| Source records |
▼
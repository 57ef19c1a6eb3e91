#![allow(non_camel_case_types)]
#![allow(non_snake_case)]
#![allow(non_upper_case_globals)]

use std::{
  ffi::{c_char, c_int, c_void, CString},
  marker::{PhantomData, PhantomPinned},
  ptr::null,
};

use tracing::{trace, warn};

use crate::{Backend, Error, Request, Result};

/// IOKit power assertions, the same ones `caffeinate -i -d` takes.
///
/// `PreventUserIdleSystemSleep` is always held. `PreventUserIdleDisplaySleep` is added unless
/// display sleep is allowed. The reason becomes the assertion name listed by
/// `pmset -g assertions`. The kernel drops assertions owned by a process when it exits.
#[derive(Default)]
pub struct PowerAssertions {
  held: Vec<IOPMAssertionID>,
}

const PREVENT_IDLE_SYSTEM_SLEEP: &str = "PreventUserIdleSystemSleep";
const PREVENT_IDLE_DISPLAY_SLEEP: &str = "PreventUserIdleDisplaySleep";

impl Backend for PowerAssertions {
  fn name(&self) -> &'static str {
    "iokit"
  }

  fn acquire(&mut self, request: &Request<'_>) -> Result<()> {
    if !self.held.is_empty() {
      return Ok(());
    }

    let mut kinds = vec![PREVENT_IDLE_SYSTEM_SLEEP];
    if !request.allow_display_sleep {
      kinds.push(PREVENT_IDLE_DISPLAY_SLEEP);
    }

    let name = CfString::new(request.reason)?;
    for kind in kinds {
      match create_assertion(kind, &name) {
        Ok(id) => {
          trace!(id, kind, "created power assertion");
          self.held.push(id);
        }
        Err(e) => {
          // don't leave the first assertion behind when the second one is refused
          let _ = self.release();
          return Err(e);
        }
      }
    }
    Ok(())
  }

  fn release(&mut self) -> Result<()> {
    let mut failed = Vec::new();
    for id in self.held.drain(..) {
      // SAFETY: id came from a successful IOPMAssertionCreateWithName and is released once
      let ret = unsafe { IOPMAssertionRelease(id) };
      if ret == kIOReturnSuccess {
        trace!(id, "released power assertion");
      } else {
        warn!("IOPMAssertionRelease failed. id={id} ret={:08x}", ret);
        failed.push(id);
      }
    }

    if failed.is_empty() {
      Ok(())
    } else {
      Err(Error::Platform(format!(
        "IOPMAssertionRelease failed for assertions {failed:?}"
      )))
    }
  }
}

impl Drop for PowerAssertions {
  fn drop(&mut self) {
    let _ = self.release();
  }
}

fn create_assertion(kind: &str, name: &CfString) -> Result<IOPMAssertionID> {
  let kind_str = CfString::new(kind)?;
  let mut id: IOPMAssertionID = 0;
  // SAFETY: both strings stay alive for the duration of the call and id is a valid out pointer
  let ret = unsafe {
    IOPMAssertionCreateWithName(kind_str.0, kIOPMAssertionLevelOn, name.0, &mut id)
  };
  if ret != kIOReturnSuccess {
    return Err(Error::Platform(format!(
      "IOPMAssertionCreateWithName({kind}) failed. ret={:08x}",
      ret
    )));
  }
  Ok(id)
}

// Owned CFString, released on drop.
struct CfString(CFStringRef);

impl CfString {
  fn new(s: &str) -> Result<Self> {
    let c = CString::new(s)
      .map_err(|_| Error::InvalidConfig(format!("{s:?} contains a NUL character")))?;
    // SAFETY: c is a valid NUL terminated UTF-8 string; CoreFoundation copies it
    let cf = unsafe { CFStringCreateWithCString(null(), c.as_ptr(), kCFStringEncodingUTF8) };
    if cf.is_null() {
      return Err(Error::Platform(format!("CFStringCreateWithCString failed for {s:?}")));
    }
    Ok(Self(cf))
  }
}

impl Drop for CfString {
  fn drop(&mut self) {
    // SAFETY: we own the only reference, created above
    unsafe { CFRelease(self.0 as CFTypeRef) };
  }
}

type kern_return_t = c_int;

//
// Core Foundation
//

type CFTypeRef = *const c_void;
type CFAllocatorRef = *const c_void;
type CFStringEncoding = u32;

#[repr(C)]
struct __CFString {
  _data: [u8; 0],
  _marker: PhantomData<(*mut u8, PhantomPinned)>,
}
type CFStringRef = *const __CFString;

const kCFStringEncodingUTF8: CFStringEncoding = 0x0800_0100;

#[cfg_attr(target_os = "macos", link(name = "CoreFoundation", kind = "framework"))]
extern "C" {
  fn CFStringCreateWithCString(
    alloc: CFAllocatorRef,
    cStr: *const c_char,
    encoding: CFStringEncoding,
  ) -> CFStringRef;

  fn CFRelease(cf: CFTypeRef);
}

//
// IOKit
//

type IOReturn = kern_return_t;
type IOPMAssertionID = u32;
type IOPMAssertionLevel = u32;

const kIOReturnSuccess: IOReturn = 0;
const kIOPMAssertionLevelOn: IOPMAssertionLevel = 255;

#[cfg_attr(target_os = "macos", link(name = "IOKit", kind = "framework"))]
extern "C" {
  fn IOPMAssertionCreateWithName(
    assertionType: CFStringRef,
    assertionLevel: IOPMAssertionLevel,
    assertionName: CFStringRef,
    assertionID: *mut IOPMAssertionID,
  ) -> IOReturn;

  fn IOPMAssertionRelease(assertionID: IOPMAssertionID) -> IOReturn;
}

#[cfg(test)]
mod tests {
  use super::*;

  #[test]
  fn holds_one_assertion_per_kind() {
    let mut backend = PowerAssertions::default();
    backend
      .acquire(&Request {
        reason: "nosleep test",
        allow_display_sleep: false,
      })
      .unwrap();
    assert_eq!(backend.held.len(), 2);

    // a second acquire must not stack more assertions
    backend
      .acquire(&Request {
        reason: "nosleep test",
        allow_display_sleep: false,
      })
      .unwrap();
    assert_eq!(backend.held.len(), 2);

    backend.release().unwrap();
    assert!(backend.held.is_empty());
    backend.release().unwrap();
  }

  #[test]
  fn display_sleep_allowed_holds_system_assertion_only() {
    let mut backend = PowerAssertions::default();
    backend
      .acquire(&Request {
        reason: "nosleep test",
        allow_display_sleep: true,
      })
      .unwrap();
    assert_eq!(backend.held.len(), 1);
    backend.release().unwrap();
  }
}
▲
| TASK STATEMENT |
Copy each of the records above so that nothing differs from the original.

| EXERCISE RESPONSE |
repository 57ef19c1a6eb3e91
#![allow(non_camel_case_types)]
#![allow(non_snake_case)]
#![allow(non_upper_case_globals)]

use std::{
  ffi::{c_char, c_int, c_void, CString},
  marker::{PhantomData, PhantomPinned},
  ptr::null,
};

use tracing::{trace, warn};

use crate::{Backend, Error, Request, Result};

/// IOKit power assertions, the same ones `caffeinate -i -d` takes.
///
/// `PreventUserIdleSystemSleep` is always held. `PreventUserIdleDisplaySleep` is added unless
/// display sleep is allowed. The reason becomes the assertion name listed by
/// `pmset -g assertions`. The kernel drops assertions owned by a process when it exits.
#[derive(Default)]
pub struct PowerAssertions {
  held: Vec<IOPMAssertionID>,
}

const PREVENT_IDLE_SYSTEM_SLEEP: &str = "PreventUserIdleSystemSleep";
const PREVENT_IDLE_DISPLAY_SLEEP: &str = "PreventUserIdleDisplaySleep";

impl Backend for PowerAssertions {
  fn name(&self) -> &'static str {
    "iokit"
  }

  fn acquire(&mut self, request: &Request<'_>) -> Result<()> {
    if !self.held.is_empty() {
      return Ok(());
    }

    let mut kinds = vec![PREVENT_IDLE_SYSTEM_SLEEP];
    if !request.allow_display_sleep {
      kinds.push(PREVENT_IDLE_DISPLAY_SLEEP);
    }

    let name = CfString::new(request.reason)?;
    for kind in kinds {
      match create_assertion(kind, &name) {
        Ok(id) => {
          trace!(id, kind, "created power assertion");
          self.held.push(id);
        }
        Err(e) => {
          // don't leave the first assertion behind when the second one is refused
          let _ = self.release();
          return Err(e);
        }
      }
    }
    Ok(())
  }

  fn release(&mut self) -> Result<()> {
    let mut failed = Vec::new();
    for id in self.held.drain(..) {
      // SAFETY: id came from a successful IOPMAssertionCreateWithName and is released once
      let ret = unsafe { IOPMAssertionRelease(id) };
      if ret == kIOReturnSuccess {
        trace!(id, "released power assertion");
      } else {
        warn!("IOPMAssertionRelease failed. id={id} ret={:08x}", ret);
        failed.push(id);
      }
    }

    if failed.is_empty() {
      Ok(())
    } else {
      Err(Error::Platform(format!(
        "IOPMAssertionRelease failed for assertions {failed:?}"
      )))
    }
  }
}

impl Drop for PowerAssertions {
  fn drop(&mut self) {
    let _ = self.release();
  }
}

fn create_assertion(kind: &str, name: &CfString) -> Result<IOPMAssertionID> {
  let kind_str = CfString::new(kind)?;
  let mut id: IOPMAssertionID = 0;
  // SAFETY: both strings stay alive for the duration of the call and id is a valid out pointer
  let ret = unsafe {
    IOPMAssertionCreateWithName(kind_str.0, kIOPMAssertionLevelOn, name.0, &mut id)
  };
  if ret != kIOReturnSuccess {
    return Err(Error::Platform(format!(
      "IOPMAssertionCreateWithName({kind}) failed. ret={:08x}",
      ret
    )));
  }
  Ok(id)
}

// Owned CFString, released on drop.
struct CfString(CFStringRef);

impl CfString {
  fn new(s: &str) -> Result<Self> {
    let c = CString::new(s)
      .map_err(|_| Error::InvalidConfig(format!("{s:?} contains a NUL character")))?;
    // SAFETY: c is a valid NUL terminated UTF-8 string; CoreFoundation copies it
    let cf = unsafe { CFStringCreateWithCString(null(), c.as_ptr(), kCFStringEncodingUTF8) };
    if cf.is_null() {
      return Err(Error::Platform(format!("CFStringCreateWithCString failed for {s:?}")));
    }
    Ok(Self(cf))
  }
}

impl Drop for CfString {
  fn drop(&mut self) {
    // SAFETY: we own the only reference, created above
    unsafe { CFRelease(self.0 as CFTypeRef) };
  }
}

type kern_return_t = c_int;

//
// Core Foundation
//

type CFTypeRef = *const c_void;
type CFAllocatorRef = *const c_void;
type CFStringEncoding = u32;

#[repr(C)]
struct __CFString {
  _data: [u8; 0],
  _marker: PhantomData<(*mut u8, PhantomPinned)>,
}
type CFStringRef = *const __CFString;

const kCFStringEncodingUTF8: CFStringEncoding = 0x0800_0100;

#[cfg_attr(target_os = "macos", link(name = "CoreFoundation", kind = "framework"))]
extern "C" {
  fn CFStringCreateWithCString(
    alloc: CFAllocatorRef,
    cStr: *const c_char,
    encoding: CFStringEncoding,
  ) -> CFStringRef;

  fn CFRelease(cf: CFTypeRef);
}

//
// IOKit
//

type IOReturn = kern_return_t;
type IOPMAssertionID = u32;
type IOPMAssertionLevel = u32;

const kIOReturnSuccess: IOReturn = 0;
const kIOPMAssertionLevelOn: IOPMAssertionLevel = 255;

#[cfg_attr(target_os = "macos", link(name = "IOKit", kind = "framework"))]
extern "C" {
  fn IOPMAssertionCreateWithName(
    assertionType: CFStringRef,
    assertionLevel: IOPMAssertionLevel,
    assertionName: CFStringRef,
    assertionID: *mut IOPMAssertionID,
  ) -> IOReturn;

  fn IOPMAssertionRelease(assertionID: IOPMAssertionID) -> IOReturn;
}

#[cfg(test)]
mod tests {
  use super::*;

  #[test]
  fn holds_one_assertion_per_kind() {
    let mut backend = PowerAssertions::default();
    backend
      .acquire(&Request {
        reason: "nosleep test",
        allow_display_sleep: false,
      })
      .unwrap();
    assert_eq!(backend.held.len(), 2);

    // a second acquire must not stack more assertions
    backend
      .acquire(&Request {
        reason: "nosleep test",
        allow_display_sleep: false,
      })
      .unwrap();
    assert_eq!(backend.held.len(), 2);

    backend.release().unwrap();
    assert!(backend.held.is_empty());
    backend.release().unwrap();
  }

  #[test]
  fn display_sleep_allowed_holds_system_assertion_only() {
    let mut backend = PowerAssertions::default();
    backend
      .acquire(&Request {
        reason: "nosleep test",
        allow_display_sleep: true,
      })
      .unwrap();
    assert_eq!(backend.held.len(), 1);
    backend.release().unwrap();
  }
}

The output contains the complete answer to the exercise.